I wanted to ask all of the experts on here a few questions about sheep...

1.  What kind of housing is okay for them to use?

2. Are they very likely to be eaten by predators?

3. Is it hard to raise and kill lambs?

4. Is there a market for them?

5. What kind of food do they eat?   Do they eat a lot of grass?

6. Are they over all hard to raise?

7. What kind of tools would you most likely need to do something like that?

If you have any other information then I would love to know it!!!


----------



## sheep whisperer (Sep 25, 2010)

GeeseRCool said:
			
		

> Hello!
> 
> I wanted to ask all of the experts on here a few questions about sheep...
> 
> ...


----------



## GeeseRCool (Sep 28, 2010)

Thanks!    I might look into that!


----------



## patandchickens (Sep 28, 2010)

GeeseRCool said:
			
		

> 1.  What kind of housing is okay for them to use?
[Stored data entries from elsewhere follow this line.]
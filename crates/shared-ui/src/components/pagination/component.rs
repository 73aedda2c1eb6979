use dioxus::prelude::*;

use crate::components::button::{Button, ButtonVariant};

/// One slot in the page-number strip.
#[derive(Debug, Clone, Copy, PartialEq, Eq)]
pub enum PageLink {
    Number(u32),
    Gap,
}

/// Page numbers to offer around `page`: always the first and last page plus
/// the neighbours of the current one, with gaps for skipped runs.
pub fn page_window(page: u32, total_pages: u32) -> Vec<PageLink> {
    let total_pages = total_pages.max(1);
    let page = page.clamp(1, total_pages);
    let mut links = Vec::new();
    let mut last = 0;
    for n in 1..=total_pages {
        let shown = n == 1 || n == total_pages || n.abs_diff(page) <= 1;
        if !shown {
            continue;
        }
        if n > last + 1 {
            // lone skipped page: show it instead of a gap
            if n == last + 2 {
                links.push(PageLink::Number(last + 1));
            } else {
                links.push(PageLink::Gap);
            }
        }
        links.push(PageLink::Number(n));
        last = n;
    }
    links
}

/// Page-number pagination with Previous/Next buttons and a "go to page"
/// strip.
///
/// The buttons are always rendered; they are disabled at the edges and while
/// a request is in flight.
#[component]
pub fn Pagination(
    page: u32,
    total_pages: u32,
    #[props(default)] total_count: Option<u64>,
    #[props(default = false)] busy: bool,
    on_prev: EventHandler<()>,
    on_next: EventHandler<()>,
    on_page: EventHandler<u32>,
) -> Element {
    let total_pages = total_pages.max(1);
    let has_prev = page > 1;
    let has_next = page < total_pages;
    let links = page_window(page, total_pages);

    rsx! {
        document::Link { rel: "stylesheet", href: asset!("./style.css") }
        nav { class: "pagination", "aria-label": "Pagination",
            span { class: "pagination-info",
                match total_count {
                    Some(total) => rsx! { "Page {page} of {total_pages} ({total} total)" },
                    None => rsx! { "Page {page} of {total_pages}" },
                }
            }
            Button {
                variant: ButtonVariant::Outline,
                disabled: !has_prev || busy,
                onclick: move |_| on_prev.call(()),
                "Previous"
            }
            for (i, link) in links.into_iter().enumerate() {
                match link {
                    PageLink::Gap => rsx! {
                        span { key: "gap-{i}", class: "pagination-gap", "…" }
                    },
                    PageLink::Number(n) => rsx! {
                        Button {
                            key: "page-{n}",
                            variant: if n == page { ButtonVariant::Primary } else { ButtonVariant::Ghost },
                            disabled: n == page || busy,
                            onclick: move |_| on_page.call(n),
                            "{n}"
                        }
                    },
                }
            }
            Button {
                variant: ButtonVariant::Outline,
                disabled: !has_next || busy,
                onclick: move |_| on_next.call(()),
                "Next"
            }
        }
    }
}
//! Declarative column descriptors and the row renderer.

use chrono::{DateTime, NaiveDate, Utc};
use shared_types::{QueryRules, SortDirection, SortKey};

use super::page::PageSlot;

/// Display format for calendar dates.
pub const DAY_FORMAT: &str = "%b %d, %Y";

/// Display format for timestamps (UTC).
pub const TIMESTAMP_FORMAT: &str = "%b %d, %Y %H:%M";

/// A cell's value before it is turned into markup.
#[derive(Debug, Clone, PartialEq)]
pub enum CellValue {
    Text(String),
    Day(NaiveDate),
    Timestamp(DateTime<Utc>),
    Money(f64),
    Percent(f64),
    Rating(f64),
    /// Rendered as a badge; the string is the raw status code.
    Status(String),
    Empty,
}

impl CellValue {
    pub fn text(value: impl Into<String>) -> Self {
        let value = value.into();
        if value.trim().is_empty() {
            CellValue::Empty
        } else {
            CellValue::Text(value)
        }
    }

    pub fn optional_text(value: Option<&str>) -> Self {
        value.map(CellValue::text).unwrap_or(CellValue::Empty)
    }

    pub fn display(&self) -> String {
        match self {
            CellValue::Text(s) => s.clone(),
            CellValue::Day(d) => d.format(DAY_FORMAT).to_string(),
            CellValue::Timestamp(t) => t.format(TIMESTAMP_FORMAT).to_string(),
            CellValue::Money(v) => format_money(*v),
            CellValue::Percent(v) => format!("{}%", trim_float(*v)),
            CellValue::Rating(v) => format!("{:.1}", v),
            CellValue::Status(s) => humanize_status(s),
            CellValue::Empty => "--".to_string(),
        }
    }
}

/// `1234.5` -> `1,234.50`.
pub fn format_money(value: f64) -> String {
    let negative = value < 0.0;
    let cents = (value.abs() * 100.0).round() as u64;
    let whole = (cents / 100).to_string();
    let mut grouped = String::new();
    for (i, ch) in whole.chars().enumerate() {
        if i > 0 && (whole.len() - i) % 3 == 0 {
            grouped.push(',');
        }
        grouped.push(ch);
    }
    let sign = if negative { "-" } else { "" };
    format!("{sign}{grouped}.{:02}", cents % 100)
}

fn trim_float(value: f64) -> String {
    if value.fract() == 0.0 {
        format!("{}", value as i64)
    } else {
        format!("{:.1}", value)
    }
}

/// `IN_PROGRESS` -> `In progress`.
pub fn humanize_status(status: &str) -> String {
    let lower = status.replace('_', " ").to_lowercase();
    let mut chars = lower.chars();
    match chars.next() {
        Some(c) => c.to_uppercase().collect::<String>() + chars.as_str(),
        None => String::new(),
    }
}

/// One column of a table: how to title it, how to read a row, and which
/// server sort field its header drives (if any).
pub struct Column<Row> {
    pub id: &'static str,
    pub header: &'static str,
    pub accessor: fn(&Row) -> CellValue,
    pub sort_field: Option<&'static str>,
}

impl<Row> Clone for Column<Row> {
    fn clone(&self) -> Self {
        Self {
            id: self.id,
            header: self.header,
            accessor: self.accessor,
            sort_field: self.sort_field,
        }
    }
}

impl<Row> Column<Row> {
    pub fn new(id: &'static str, header: &'static str, accessor: fn(&Row) -> CellValue) -> Self {
        Self {
            id,
            header,
            accessor,
            sort_field: None,
        }
    }

    /// Let the header drive the server sort on `field`.
    pub fn sorted_by(mut self, field: &'static str) -> Self {
        self.sort_field = Some(field);
        self
    }
}

/// Header as presented: label plus the sort affordance state.
#[derive(Debug, Clone, PartialEq)]
pub struct HeaderCell {
    pub id: &'static str,
    pub label: &'static str,
    pub sortable: bool,
    pub sorted: Option<SortDirection>,
}

/// A row mapped to display cells.
#[derive(Debug, Clone, PartialEq)]
pub struct RenderedRow {
    pub id: String,
    pub serial: u64,
    pub cells: Vec<CellValue>,
}

/// Header cells for `columns`. A header is only sortable when the endpoint
/// accepts its field as a sort key.
pub fn header_cells<Row>(columns: &[Column<Row>], sort: &SortKey, rules: &QueryRules) -> Vec<HeaderCell> {
    columns
        .iter()
        .map(|col| {
            let sortable = col
                .sort_field
                .map(|f| rules.sortable_field(f))
                .unwrap_or(false);
            let sorted = match col.sort_field {
                Some(f) if sortable && f == sort.field => Some(sort.direction),
                _ => None,
            };
            HeaderCell {
                id: col.id,
                label: col.header,
                sortable,
                sorted,
            }
        })
        .collect()
}

/// Map every row of the page to cells, numbering rows across pages.
pub fn render_rows<Row>(
    page: &PageSlot<Row>,
    columns: &[Column<Row>],
    row_id: fn(&Row) -> &str,
) -> Vec<RenderedRow> {
    page.rows
        .iter()
        .enumerate()
        .map(|(index, row)| RenderedRow {
            id: row_id(row).to_string(),
            serial: page.serial(index),
            cells: columns.iter().map(|c| (c.accessor)(row)).collect(),
        })
        .collect()
}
Whatever keeps the rain/wind off 'em (when they choose to go in) and is VERY WELL VENTILATED. Closed into a barn is not good, even with windows open.



> 2. Are they very likely to be eaten by predators?


Oh yes. Most especially coyotes and peoples' loose dogs. Big issue in most places.



> 3. Is it hard to raise and kill lambs?


Not sure whether you mean technically hard (no, unless you do dumb things in which case yes) or aesthetically hard (which depends on the person). Most people do not slaughter and process them themselves, rather send them to a processing plant.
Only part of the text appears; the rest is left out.